The Minister for Industry and Commerce said on one occasion there was the possibility—these are not his exact words—that many thousands would lose their employment. If ten men lose their employment, it will be bad. If ten men are to lose their employment, it is now we should be preparing to ensure they will not. However, it will be very serious for this country if even 1,000 people lose employment because we must become members of the EEC. It may go up to 5,000 to 10,000 or 20,000 because it seems to all of us we cannot compete in the world market, in the European market or the British market unless we have protection. If we are stripped of that protection, if there is to be a free-for-all, is it not natural to assume this country will face grave difficulties and that there is the possibility of mass unemployment?
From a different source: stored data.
use serde::{Deserialize, Serialize};
use std::fmt;

macro_rules! string_id {
    ($(#[$meta:meta])* $name:ident) => {
        $(#[$meta])*
        #[derive(Debug, Clone, PartialEq, Eq, Hash, PartialOrd, Ord, Serialize, Deserialize)]
        #[serde(transparent)]
        pub struct $name(pub String);

        impl $name {
            pub fn new(id: impl Into<String>) -> Self {
                Self(id.into())
            }

            pub fn as_str(&self) -> &str {
                &self.0
            }
        }

        impl fmt::Display for $name {
            fn fmt(&self, f: &mut fmt::Formatter<'_>) -> fmt::Result {
                write!(f, "{}", self.0)
            }
        }

        impl From<&str> for $name {
            fn from(id: &str) -> Self {
                Self(id.to_string())
            }
        }

        impl From<String> for $name {
            fn from(id: String) -> Self {
                Self(id)
            }
        }
    };
}

string_id!(
    /// Catalog destination slug (`bali`, `paris`, ...)
    DestinationId
);
string_id!(
    /// Accommodation listing ID
    AccommodationId
);
string_id!(
    /// Experience listing ID
    ExperienceId
);
string_id!(
    /// Day plan ID, unique within an itinerary
    DayId
);
string_id!(
    /// Itinerary item ID, unique within a day
    ItemId
);
string_id!(
    /// Budget category ID (`transportation`, `food`, ...)
    CategoryId
);
string_id!(
    /// Expense line ID, unique within a category
    ExpenseId
);

#[cfg(test)]
mod tests {
    use super::*;

    #[test]
    fn display_is_raw_slug() {
        assert_eq!(DestinationId::from("bali").to_string(), "bali");
        assert_eq!(DayId::new(String::from("day-3")).as_str(), "day-3");
    }

    #[test]
    fn serializes_transparently() {
        let json = serde_json::to_string(&ItemId::from("item-1")).unwrap();
        assert_eq!(json, "\"item-1\"");
        let back: ItemId = serde_json::from_str(&json).unwrap();
        assert_eq!(back, ItemId::from("item-1"));
    }
}
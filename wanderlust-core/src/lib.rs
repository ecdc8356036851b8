//! Wanderlust Core — travel catalog, itinerary builder, budget calculator.
//!
//! This crate holds everything the front ends share:
//! - Domain records (destinations, stays, experiences, testimonials)
//! - The static catalog and its TOML loader
//! - Destination and accommodation filters
//! - Itinerary state with day reordering and item CRUD
//! - Budget categories, expenses and derived totals
//! - Route parsing and user settings
//!
//! Everything here is synchronous and owned by a single caller.

pub mod budget;
pub mod catalog;
pub mod domain;
pub mod filter;
pub mod itinerary;
pub mod route;
pub mod settings;

pub use budget::{BudgetCalculator, Currency};
pub use catalog::{Catalog, CatalogError};
pub use itinerary::Itinerary;
pub use route::Route;
pub use settings::{Settings, SettingsError};

#[cfg(test)]
mod tests {
    use super::*;

    /// Compile-time check: state containers can move to another thread.
    #[allow(dead_code)]
    fn assert_send_sync() {
        fn require_send<T: Send>() {}
        fn require_sync<T: Sync>() {}

        require_send::<Catalog>();
        require_sync::<Catalog>();
        require_send::<Itinerary>();
        require_sync::<Itinerary>();
        require_send::<BudgetCalculator>();
        require_sync::<BudgetCalculator>();
        require_send::<Settings>();
        require_sync::<Settings>();
        require_send::<Route>();
        require_sync::<Route>();
        require_send::<filter::DestinationFilter>();
        require_sync::<filter::AccommodationFilter>();
    }
}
The Labour Party will not gloat if that situation should arise. We shall not say to the people: "That is what you get for having a Fianna Fáil Government." There are many Deputies on the Fianna Fáil benches who believe we will gloat over any difficulties that will arise in respect of our membership of the EEC. Because we are vitally concerned about the people, because we are particularly concerned about what will happen to the workers, we attempt to be realistic and objective and to forecast what might happen in order to steer the Government into doing what we believe is the proper thing to do in order to safeguard industry and agriculture and in doing that, to safeguard the employment and the standard of living of the Irish people.

And that is?

I shall tell the Minister in a moment, in respect of industry, in any case. The Minister said that the Committee on Industrial Organisation had made a survey of particular branches of industry, and the report is not very pleasant reading. I shall not say it is untruthful; it seems to be pretty factual and truthful. The Minister in his speech, and, I think, the Minister for Finance in his Budget speech, said there would be special forms of State aid to assist and encourage industry and to help it to re-equip and to re-adapt itself. I should like to know from the Minister—I do not think it is too early to have the information from either the Minister or the Government—what sort of State aid they visualise? Is it, as I assume it is, financial assistance? Will that financial assistance take the form of either a loan or a grant? Or will it take the form of assistance towards the provision of better techniques, and better and newer methods?

Here is another question I want to pose to the Minister. What if private enterprise refuses to meet what is described as the challenge of the Common Market? What if many of these industrialists, what if many of these concerns owned by individuals, or by a group of individuals, say: "We will throw in the towel. We will throw up the sponge. We will not meet the challenge of the Common Market. We will not re-equip. We will not seek newer methods and techniques. We prefer to close down." That will be a decision taken by one man, or by five or ten people controlling certain concerns. Our interests are, and the Minister's interest should be, and surely is, in those who are employed in these particular industries. In a case like that what do the Government propose to do?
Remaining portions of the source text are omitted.